PlayStation Now, Sony Interactive Entertainment’s streaming game service is arriving for PC users in the European Union during the next few weeks, and coming to North America not long thereafter. The service features more than 400 PlayStation 3 titles, 100 of them exclusives.
Platforms that supported PS Now included the PS4, PS3, PS Vita, PS TV, plus selected Sony Bravia and Samsung HDTVs. PS Now is available for $19.99 per month and $44.99 for three months. SIE has said it is evaluating whether to take the service to Apple Mac systems, although the firm does say the $24.95 DualShock 4 USB Wireless Adaptor arriving in September works with both PCs and Macs. The adaptor supports one DualShock 4 only. Consumers also have the option of plugging the controller into computers via a USB port.

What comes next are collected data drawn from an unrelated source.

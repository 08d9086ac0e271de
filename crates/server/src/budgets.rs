//! Budget API endpoints

use api_types::{
    Envelope,
    budget::{BudgetFilter, BudgetNew, BudgetUpdate, BudgetView},
};
use axum::{
    Extension, Json,
    extract::{Path, Query, State},
    http::StatusCode,
};
use engine::{BudgetPatch, User};

use crate::{ServerError, server::ServerState, views};

/// Handle requests for creating a new budget
pub async fn create(
    Extension(user): Extension<User>,
    State(state): State<ServerState>,
    Json(payload): Json<BudgetNew>,
) -> Result<(StatusCode, Json<Envelope<BudgetView>>), ServerError> {
    let budget = state
        .engine
        .new_budget(&user.id, payload.amount, &payload.month, payload.year)
        .await?;

    Ok((
        StatusCode::CREATED,
        Json(Envelope::ok(
            "Budget created successfully",
            views::budget(budget),
        )),
    ))
}

/// Handle requests for listing budgets, optionally filtered by period
pub async fn list(
    Extension(user): Extension<User>,
    State(state): State<ServerState>,
    Query(filter): Query<BudgetFilter>,
) -> Result<Json<Envelope<Vec<BudgetView>>>, ServerError> {
    let budgets = state
        .engine
        .budgets(&user.id, filter.year, filter.month.as_deref())
        .await?;

    Ok(Json(Envelope::ok(
        "Budgets retrieved successfully",
        budgets.into_iter().map(views::budget).collect(),
    )))
}

pub async fn get(
    Extension(user): Extension<User>,
    State(state): State<ServerState>,
    Path(budget_id): Path<String>,
) -> Result<Json<Envelope<BudgetView>>, ServerError> {
    let record = state.engine.budget(&user.id, &budget_id).await?;

    Ok(Json(Envelope::ok(
        "Budget retrieved successfully",
        views::budget_record(record),
    )))
}

pub async fn update(
    Extension(user): Extension<User>,
    State(state): State<ServerState>,
    Path(budget_id): Path<String>,
    Json(payload): Json<BudgetUpdate>,
) -> Result<Json<Envelope<BudgetView>>, ServerError> {
    let budget = state
        .engine
        .update_budget(
            &user.id,
            &budget_id,
            BudgetPatch {
                amount: payload.amount,
                month: payload.month,
                year: payload.year,
            },
        )
        .await?;

    Ok(Json(Envelope::ok(
        "Budget updated successfully",
        views::budget(budget),
    )))
}

pub async fn remove(
    Extension(user): Extension<User>,
    State(state): State<ServerState>,
    Path(budget_id): Path<String>,
) -> Result<Json<Envelope<()>>, ServerError> {
    state.engine.delete_budget(&user.id, &budget_id).await?;

    Ok(Json(Envelope::ok("Budget deleted successfully", ())))
}
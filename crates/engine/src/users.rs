//! Users table and the public `User` value.
//!
//! The password hash only lives in [`Model`]; it never leaves the engine.

use chrono::{DateTime, Utc};
use sea_orm::entity::prelude::*;
use serde::{Deserialize, Serialize};

use crate::{EngineError, ResultEngine};

#[derive(Clone, Copy, Debug, Default, PartialEq, Eq, Serialize, Deserialize)]
#[serde(rename_all = "snake_case")]
pub enum Role {
    Admin,
    #[default]
    User,
}

impl Role {
    pub fn as_str(self) -> &'static str {
        match self {
            Self::Admin => "admin",
            Self::User => "user",
        }
    }
}

impl TryFrom<&str> for Role {
    type Error = EngineError;

    fn try_from(value: &str) -> Result<Self, Self::Error> {
        match value {
            "admin" => Ok(Self::Admin),
            "user" => Ok(Self::User),
            other => Err(EngineError::InvalidName(format!("invalid role: {other}"))),
        }
    }
}

#[derive(Clone, Debug, PartialEq, Serialize)]
#[serde(rename_all = "camelCase")]
pub struct User {
    pub id: String,
    pub first_name: String,
    pub last_name: String,
    pub email: String,
    pub image: Option<String>,
    pub role: Role,
    pub created_at: DateTime<Utc>,
    pub updated_at: DateTime<Utc>,
}

impl User {
    pub fn full_name(&self) -> String {
        format!("{} {}", self.first_name, self.last_name)
    }

    pub fn is_admin(&self) -> bool {
        self.role == Role::Admin
    }
}

#[derive(Clone, Debug, PartialEq, DeriveEntityModel)]
#[sea_orm(table_name = "users")]
pub struct Model {
    #[sea_orm(primary_key, auto_increment = false)]
    pub id: String,
    pub first_name: String,
    pub last_name: String,
    #[sea_orm(unique)]
    pub email: String,
    pub image: Option<String>,
    pub password: String,
    pub role: String,
    pub created_at: DateTimeUtc,
    pub updated_at: DateTimeUtc,
}

#[derive(Copy, Clone, Debug, EnumIter, DeriveRelation)]
pub enum Relation {}

impl ActiveModelBehavior for ActiveModel {}

impl TryFrom<&Model> for User {
    type Error = EngineError;

    fn try_from(model: &Model) -> ResultEngine<Self> {
        Ok(Self {
            id: model.id.clone(),
            first_name: model.first_name.clone(),
            last_name: model.last_name.clone(),
            email: model.email.clone(),
            image: model.image.clone(),
            role: Role::try_from(model.role.as_str())?,
            created_at: model.created_at,
            updated_at: model.updated_at,
        })
    }
}
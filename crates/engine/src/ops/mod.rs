use sea_orm::DatabaseConnection;

mod access;
mod budgets;
mod categories;
mod expenses;
mod incomes;
mod reports;
mod snapshot;
mod users;

/// Run a block inside a DB transaction, committing on success and rolling back on error.
///
/// Inside the block every query must go through the transaction handle: an
/// in-memory sqlite pool has a single connection.
macro_rules! with_tx {
    ($self:expr, |$tx:ident| $body:expr) => {{
        let $tx = $self.database.begin().await?;
        let result: $crate::ResultEngine<_> = $body;
        match result {
            Ok(value) => {
                $tx.commit().await?;
                Ok(value)
            }
            Err(err) => Err(err),
        }
    }};
}

pub(crate) use with_tx;

#[derive(Debug)]
pub struct Engine {
    database: DatabaseConnection,
}

impl Engine {
    /// Return a builder for `Engine`. Help to build the struct.
    pub fn builder() -> EngineBuilder {
        EngineBuilder::default()
    }
}

/// Changes to a user profile. `None` leaves the field untouched.
#[derive(Clone, Debug, Default, PartialEq)]
pub struct UserPatch {
    pub first_name: Option<String>,
    pub last_name: Option<String>,
    pub image: Option<String>,
    pub password: Option<String>,
}

#[derive(Clone, Debug, Default, PartialEq)]
pub struct BudgetPatch {
    pub amount: Option<f64>,
    pub month: Option<String>,
    pub year: Option<i32>,
}

#[derive(Clone, Debug, Default, PartialEq)]
pub struct CategoryPatch {
    pub name: Option<String>,
    pub description: Option<String>,
}

#[derive(Clone, Debug, Default, PartialEq)]
pub struct IncomePatch {
    pub amount: Option<f64>,
    pub month: Option<String>,
    pub year: Option<i32>,
    pub source: Option<String>,
    pub budget_id: Option<String>,
}

/// Changes to an expense. A new `budget_id`/`category_id` moves the expense,
/// both must belong to the same user.
#[derive(Clone, Debug, Default, PartialEq)]
pub struct ExpensePatch {
    pub amount: Option<f64>,
    pub description: Option<String>,
    pub budget_id: Option<String>,
    pub category_id: Option<String>,
}

/// The builder for `Engine`
#[derive(Default)]
pub struct EngineBuilder {
    database: DatabaseConnection,
}

impl EngineBuilder {
    /// Pass the required database
    pub fn database(mut self, db: DatabaseConnection) -> EngineBuilder {
        self.database = db;
        self
    }

    /// Construct `Engine`
    pub async fn build(self) -> crate::ResultEngine<Engine> {
        Ok(Engine {
            database: self.database,
        })
    }
}
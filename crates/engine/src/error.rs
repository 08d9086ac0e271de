//! The module contains the errors the engine can return.
//!
//! The errors are:
//!
//! - [`KeyNotFound`] returned when a record does not exist or belongs to
//!   another user.
//! - [`ExistingKey`] returned when a unique key (email, budget period) is
//!   already taken.
//! - [`InvalidCredentials`] returned when a password does not match.
//!
//!  [`KeyNotFound`]: EngineError::KeyNotFound
//!  [`ExistingKey`]: EngineError::ExistingKey
//!  [`InvalidCredentials`]: EngineError::InvalidCredentials
use sea_orm::DbErr;
use thiserror::Error;

/// Engine custom errors.
#[derive(Error, Debug)]
pub enum EngineError {
    #[error("\"{0}\" key not found!")]
    KeyNotFound(String),
    #[error("\"{0}\" already present!")]
    ExistingKey(String),
    #[error("Invalid amount: {0}")]
    InvalidAmount(String),
    #[error("Invalid name: {0}")]
    InvalidName(String),
    #[error("Invalid period: {0}")]
    InvalidPeriod(String),
    #[error("Invalid credentials")]
    InvalidCredentials,
    #[error("Forbidden: {0}")]
    Forbidden(String),
    #[error("Password hashing failed: {0}")]
    PasswordHash(String),
    #[error(transparent)]
    Database(#[from] DbErr),
}

impl PartialEq for EngineError {
    fn eq(&self, other: &Self) -> bool {
        match (self, other) {
            (Self::KeyNotFound(a), Self::KeyNotFound(b)) => a == b,
            (Self::ExistingKey(a), Self::ExistingKey(b)) => a == b,
            (Self::InvalidAmount(a), Self::InvalidAmount(b)) => a == b,
            (Self::InvalidName(a), Self::InvalidName(b)) => a == b,
            (Self::InvalidPeriod(a), Self::InvalidPeriod(b)) => a == b,
            (Self::InvalidCredentials, Self::InvalidCredentials) => true,
            (Self::Forbidden(a), Self::Forbidden(b)) => a == b,
            (Self::PasswordHash(a), Self::PasswordHash(b)) => a == b,
            (Self::Database(a), Self::Database(b)) => a.to_string() == b.to_string(),
            _ => false,
        }
    }
}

Impact: Six years ago DFC was early to examine a new platform-independent streaming startup, Gaikai. That was before Sony snapped up the firm in 2012. Gaikai’s promise was to run game content from any platform on every other platform. Those lofty aspirations fell away after Gaikai was acquired. The attraction for Sony was two-fold, eliminating the need for hardware backward compatibility with the added perk of being able to charge for it, and to extend PlayStation content to a broader mix of platforms than traditional home consoles. DFC Intelligence has an upcoming report on streaming services but our initial analysis is high subscription prices will be a major barrier.
The jury is still out on how successful PS Now is on televisions, but the move to PCs holds more promise. Both Sony and Microsoft Corp. have taken great pains lately to seed important PlayStation 4 and Xbox One titles onto computers. Microsoft’s recently introduced Xbox Play Anywhere program is a significant effort in this regard. Migrating PS Now to PCs is not quite so extensive an initiative as available content is still PS3-based. The potential for PS4 gaming on PS Now is there, however, as the technology can handle it. Until PlayStation Now streams major PS4 titles close to their console introduction, DFC believes there is insignificant demand to really drive the service. In the current scenario, we are unconvinced that there is sufficient demand for PS Now on HDTVs, or on the Vita where sales of the handheld have remained underwhelming. To highlight that argument, Sony cancelled the Vita-based PS TV in North America and Europe last March, the product that should have benefited most from PS Now. On consoles, PS Now still smacks of paying for backward compatibility, which gamers are generally not inclined to do. Concurrent PS4 games for the PC could be the breakout content that PS Now needs.